## Exercise goal
When you reach the line with "(status, body).into_response()" in the listing below, transcribe it and each line after it up to and including the line with "pub type Result<T>", exactly and with nothing else.
::::::
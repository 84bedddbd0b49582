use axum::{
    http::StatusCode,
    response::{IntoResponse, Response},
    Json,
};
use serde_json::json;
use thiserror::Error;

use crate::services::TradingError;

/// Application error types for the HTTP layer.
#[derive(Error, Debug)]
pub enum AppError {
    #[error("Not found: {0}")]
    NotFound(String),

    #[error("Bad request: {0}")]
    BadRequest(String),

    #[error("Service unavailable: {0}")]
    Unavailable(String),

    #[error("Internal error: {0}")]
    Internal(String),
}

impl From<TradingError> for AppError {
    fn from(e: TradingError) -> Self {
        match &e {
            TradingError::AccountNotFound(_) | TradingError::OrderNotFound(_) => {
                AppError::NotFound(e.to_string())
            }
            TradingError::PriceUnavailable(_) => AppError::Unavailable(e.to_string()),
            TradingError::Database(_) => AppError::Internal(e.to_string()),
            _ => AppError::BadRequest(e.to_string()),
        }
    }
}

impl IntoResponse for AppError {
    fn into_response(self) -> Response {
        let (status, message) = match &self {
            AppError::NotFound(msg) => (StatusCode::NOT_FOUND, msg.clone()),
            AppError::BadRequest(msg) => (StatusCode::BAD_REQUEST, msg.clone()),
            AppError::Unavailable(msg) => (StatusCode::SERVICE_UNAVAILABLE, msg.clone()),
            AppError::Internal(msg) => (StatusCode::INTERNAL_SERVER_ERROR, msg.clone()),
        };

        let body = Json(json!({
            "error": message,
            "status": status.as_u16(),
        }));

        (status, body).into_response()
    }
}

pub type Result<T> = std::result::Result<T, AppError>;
::::::
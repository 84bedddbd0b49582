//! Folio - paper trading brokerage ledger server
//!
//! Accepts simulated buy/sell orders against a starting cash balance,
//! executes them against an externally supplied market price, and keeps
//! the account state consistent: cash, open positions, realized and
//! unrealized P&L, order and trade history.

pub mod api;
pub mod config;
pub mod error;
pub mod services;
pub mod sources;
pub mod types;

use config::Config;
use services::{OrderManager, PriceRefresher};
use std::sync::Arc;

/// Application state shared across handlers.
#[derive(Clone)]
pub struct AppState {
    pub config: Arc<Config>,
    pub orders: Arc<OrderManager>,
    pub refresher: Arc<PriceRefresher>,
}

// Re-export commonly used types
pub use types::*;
::::::
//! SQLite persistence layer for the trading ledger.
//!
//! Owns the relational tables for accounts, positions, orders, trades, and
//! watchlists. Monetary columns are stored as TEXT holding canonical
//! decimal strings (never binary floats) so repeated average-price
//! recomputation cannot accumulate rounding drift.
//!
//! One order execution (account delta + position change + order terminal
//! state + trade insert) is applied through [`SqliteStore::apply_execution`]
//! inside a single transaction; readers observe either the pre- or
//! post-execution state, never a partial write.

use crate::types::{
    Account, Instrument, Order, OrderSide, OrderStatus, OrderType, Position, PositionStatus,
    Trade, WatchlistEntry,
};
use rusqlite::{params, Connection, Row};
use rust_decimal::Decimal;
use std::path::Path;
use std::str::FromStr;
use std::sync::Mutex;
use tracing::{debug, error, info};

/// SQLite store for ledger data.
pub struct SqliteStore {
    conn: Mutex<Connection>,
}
::::::
## Result
        (status, body).into_response()
    }
}

pub type Result<T> = std::result::Result<T, AppError>;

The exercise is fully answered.